Dans son excellent Dictionnaire égoïste du panache français paru il y a trois semaines aux éditions Le Cherche Midi, François Cérésa a consacré tout un chapitre aux Verts. Nous vous le proposons dans son intégralité avec l'aimable autorisation de l'auteur.


Les Verts, je connais. Je suis tombé dedans quand j’étais petit. A l’école je jouais au foot. Ailier droit. Nous avons disputé la finale de la Coupe de Paris des lycées. Mon grand-père maternel, natif de Saint-Etienne, avait été émerveillé de mes prouesses. Il avait un ami : Jean Snella. Quand il m’avait demandé si ça m’amuserait de suivre l’équipe pour un match, mon sang (encore bien vert) n’avait fait qu’un tour. Ce jour-là, je suis parti en car avec l’équipe de Saint-Etienne pour Paris. C’était en 1965. J’avais douze ans. Direction le stade de Saint-Ouen.

J’ai ainsi fait la connaissance de Robert Herbin, d’Aimé Jacquet, d’Hervé Revelli. Tous formés au club. Il y avait aussi le gardien Pierre Bernard, avant l’arrivée, en 1972, du mythique portier des Verts, le Yougoslave Ivan Curkovic. Et un Algérien, le virevoltant et élégant Rachid Mekhloufi, qui avait une dent en or et la moustache de David Niven. Avant le match, j’avais échangé quelques passes avec Jacquet, Herbin et Mekhloufi. Le roi n’était pas mon cousin.

La rencontre du jour s’était soldée par un cinglant 5-1 contre le Red Star, avec trois buts de Herbin (milieu de terrain), un de Revelli (attaquant), un de Mekhloufi (attaquant). Même si cette année-là, l’ASSE ne fut pas championne de France, l’affaire était entendue. Saint-Etienne devint mon équipe. Pour la peine, comme Bernard Pivot, je ne les ai jamais lâchés, même lorsqu’ils sont descendus en deuxième division.

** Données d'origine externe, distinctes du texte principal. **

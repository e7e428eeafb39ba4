use alias_pool::{Error, RetryPolicy};
use std::io;
use std::sync::atomic::{AtomicU32, Ordering};
use std::time::{Duration, Instant};

fn transient() -> Error {
    Error::Transient {
        alias: "default".to_string(),
        source: Box::new(io::Error::from(io::ErrorKind::ConnectionRefused)),
    }
}

#[tokio::test]
async fn test_exhausts_after_max_attempts() {
    let policy = RetryPolicy::new()
        .with_max_attempts(3)
        .with_base_delay(Duration::from_millis(100))
        .with_jitter(0.25);
    let calls = &AtomicU32::new(0);
    let start = Instant::now();
    let err = policy
        .run(move |_| async move {
            calls.fetch_add(1, Ordering::SeqCst);
            Err::<(), _>(transient())
        })
        .await
        .unwrap_err();
    let elapsed = start.elapsed();

    assert_eq!(calls.load(Ordering::SeqCst), 3);
    // two sleeps: 100ms and 200ms, jitter only ever adds
    assert!(elapsed >= Duration::from_millis(300), "{:?}", elapsed);
    assert!(elapsed < Duration::from_millis(300 + 75 + 500), "{:?}", elapsed);
    match err {
        Error::RetriesExhausted { attempts, source } => {
            assert_eq!(attempts, 3);
            assert!(matches!(*source, Error::Transient { .. }));
        }
        other => panic!("unexpected {other}"),
    }
}

#[tokio::test]
async fn test_fatal_is_not_retried() {
    let policy = RetryPolicy::new().with_max_attempts(5);
    let calls = &AtomicU32::new(0);
    let err = policy
        .run(move |_| async move {
            calls.fetch_add(1, Ordering::SeqCst);
            Err::<(), _>(Error::Fatal {
                alias: "default".to_string(),
                source: Box::new(io::Error::from(io::ErrorKind::PermissionDenied)),
            })
        })
        .await
        .unwrap_err();
    assert_eq!(calls.load(Ordering::SeqCst), 1);
    assert!(matches!(err, Error::Fatal { .. }));
}

#[tokio::test]
async fn test_timeout_retry_is_opt_in() {
    let calls = &AtomicU32::new(0);
    let op = move |_: u32| async move {
        calls.fetch_add(1, Ordering::SeqCst);
        Err::<(), _>(Error::Timeout(Duration::from_millis(1)))
    };

    let err = RetryPolicy::new().run(op).await.unwrap_err();
    assert!(matches!(err, Error::Timeout(_)));
    assert_eq!(calls.load(Ordering::SeqCst), 1);

    let err = RetryPolicy::new()
        .with_max_attempts(2)
        .with_base_delay(Duration::from_millis(1))
        .with_retry_on_timeout(true)
        .run(op)
        .await
        .unwrap_err();
    assert!(matches!(err, Error::RetriesExhausted { attempts: 2, .. }));
    assert_eq!(calls.load(Ordering::SeqCst), 3);
}

#[tokio::test]
async fn test_recovers_after_transient_failures() {
    let policy = RetryPolicy::new().with_base_delay(Duration::from_millis(1));
    let v = policy
        .run(|attempt| async move {
            if attempt < 2 {
                Err(transient())
            } else {
                Ok(attempt)
            }
        })
        .await
        .unwrap();
    assert_eq!(v, 2);
}

#[test]
fn test_single_attempt_policy() {
    let p = RetryPolicy::none();
    assert_eq!(p.max_attempts, 1);
    assert_eq!(RetryPolicy::new().with_max_attempts(0).max_attempts, 1);
}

Alors évidemment, en 1976, quand ils sont allés en finale de la Coupe d’Europe, j’étais au taquet. Tout comme 20 millions de Français devant leur poste. Il faut rappeler que Jean Snella, qui avait été l’assistant d’Albert Batteux (lequel devait être nommé entraîneur de Saint-Etienne entre 1967 et 1972, avec 4 titres de champions de France et 2 coupes), avait lui-même été champion de France avec les Verts en 1957, 1964 et 1967. On mettait en avant « le beau football ». L’offensive et la bravoure. Raison aussi pour laquelle aucun club français n’avait décroché la timbale européenne, malgré des joueurs comme Kopa et Fontaine. On mettait de côté l’efficacité. On jouait la comédie éparse et vagabonde des fulgurances. On écoutait peut-être les conseils de De Gaulle : « La politique la plus coûteuse, la plus ruineuse, c’est d’être petit. » On voulait être grand sans réalisme. Il y avait un côté « la garde meurt mais ne se rend pas ! ».

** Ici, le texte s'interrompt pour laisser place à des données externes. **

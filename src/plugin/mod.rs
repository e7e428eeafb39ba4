mod duration_manager;

pub use duration_manager::{CheckMode, DurationConnection, DurationError, DurationManager};
use crate::error::{Error, Result};
use rand::Rng;
use std::future::Future;
use std::time::Duration;
use tracing::warn;

/// Bounded exponential backoff around connection acquisition.
///
/// Attempt `n` (0-based) that fails with a retryable error is followed by a
/// sleep of `min(base_delay * 2^n, max_delay)` plus up to `jitter` of that
/// delay at random. Fatal errors are returned at once.
#[derive(Debug, Clone)]
pub struct RetryPolicy {
    /// Total attempts, the first one included
    pub max_attempts: u32,
    pub base_delay: Duration,
    pub max_delay: Duration,
    /// Extra random delay as a fraction of the backoff, 0.0 disables it
    pub jitter: f64,
    /// Treat acquire timeouts as retryable
    pub retry_on_timeout: bool,
}

impl Default for RetryPolicy {
    fn default() -> Self {
        Self {
            max_attempts: 10,
            base_delay: Duration::from_millis(10),
            max_delay: Duration::from_secs(2),
            jitter: 0.25,
            retry_on_timeout: false,
        }
    }
}

impl RetryPolicy {
    pub fn new() -> Self {
        Self::default()
    }

    /// A policy that makes exactly one attempt.
    pub fn none() -> Self {
        Self {
            max_attempts: 1,
            ..Self::default()
        }
    }

    pub fn with_max_attempts(mut self, n: u32) -> Self {
        self.max_attempts = n.max(1);
        self
    }

    pub fn with_base_delay(mut self, d: Duration) -> Self {
        self.base_delay = d;
        self
    }

    pub fn with_max_delay(mut self, d: Duration) -> Self {
        self.max_delay = d;
        self
    }

    pub fn with_jitter(mut self, ratio: f64) -> Self {
        self.jitter = ratio.clamp(0.0, 1.0);
        self
    }

    pub fn with_retry_on_timeout(mut self, retry: bool) -> Self {
        self.retry_on_timeout = retry;
        self
    }

    /// Delay after failed attempt `attempt`, before jitter.
    pub fn backoff(&self, attempt: u32) -> Duration {
        2u32.checked_pow(attempt)
            .and_then(|factor| self.base_delay.checked_mul(factor))
            .map(|d| d.min(self.max_delay))
            .unwrap_or(self.max_delay)
    }

    /// `backoff(attempt)` plus a uniform random share of it, never less.
    pub fn delay(&self, attempt: u32) -> Duration {
        let backoff = self.backoff(attempt);
        // the field is public, so it may hold anything a struct literal allows
        let ratio = if self.jitter.is_nan() {
            0.0
        } else {
            self.jitter.clamp(0.0, 1.0)
        };
        let spread = backoff.mul_f64(ratio);
        if spread.is_zero() {
            return backoff;
        }
        let extra = rand::thread_rng().gen_range(0..=spread.as_micros() as u64);
        backoff + Duration::from_micros(extra)
    }

    fn should_retry(&self, e: &Error) -> bool {
        e.is_retryable() || (self.retry_on_timeout && e.is_timeout())
    }

    /// Runs `op` until it succeeds, fails fatally, or attempts run out.
    /// `op` receives the 0-based attempt number.
    pub async fn run<T, F, Fut>(&self, mut op: F) -> Result<T>
    where
        F: FnMut(u32) -> Fut,
        Fut: Future<Output = Result<T>>,
    {
        let mut attempt = 0;
        loop {
            let e = match op(attempt).await {
                Ok(v) => return Ok(v),
                Err(e) => e,
            };
            if !self.should_retry(&e) {
                return Err(e);
            }
            attempt += 1;
            if attempt >= self.max_attempts {
                return Err(Error::RetriesExhausted {
                    attempts: attempt,
                    source: Box::new(e),
                });
            }
            let delay = self.delay(attempt - 1);
            warn!(error = %e, attempt, max_attempts = self.max_attempts, ?delay, "acquire failed, retrying");
            tokio::time::sleep(delay).await;
        }
    }
}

En 1976, l’entraîneur des Verts n’était autre que Robert Herbin, ou encore Robby, aujourd’hui disparu. « Tout pour le club » prônait-il. Et les joueurs à l’unisson. Les vedettes n’étaient pas encore des comptes en banque sur pattes. On parlait de héros à l’air libre. Les Verts, on peut le dire, avaient la couleur de l’espérance. Ce match de 1976 reste gravé dans toutes les mémoires. N’importe quel arcandier qui pense qu’il y a quelque puérilité dans le goût de la grandeur se souvient de la finale de Saint-Etienne en Coupe d’Europe, à peine de la mort de Mao, du Goncourt de Grainville ou de l’exécution de Christian Ranucci. En 1976, il y avait pourtant eu le raid israélien sur Entebbe, la victoire de Van Impe au Tour de France, la Transat remportée par Tabarly en solitaire. Sans compter la disparition de Gabin et de Malraux.

Face à Saint-Etienne, les Allemands du Bayern de Munich comptaient parmi leurs rangs Rummenigge, Beckenbauer, Gerd Muller, Hoeness. Du lourd. Du très lourd. D’autant que le Bayern avait déjà remporté deux fois la Coupe d’Europe. Tout cela se déroulait dans l’enceinte de l’emblématique stade de Hampden Park, à Glasgow, avec 25 000 supporters français. L’équipe des Verts était une équipe type : Curkovic, Janvion, Repellini, Piazza, Lopez, Bathenay, Santini, Larqué, Patrick et Hervé Revelli, Sarramagna… Rocheteau, « l’Ange vert » (surnom qu’il détestait), le fils d’ostréiculteur, né en Charente-Maritime (eh non, il n’était pas stéphanois), était sur la touche, blessé. Il patienta sur le banc avant de tout donner dans les sept dernières minutes. N’avait-il pas été le principal artisan de la qualification des Verts en finale ?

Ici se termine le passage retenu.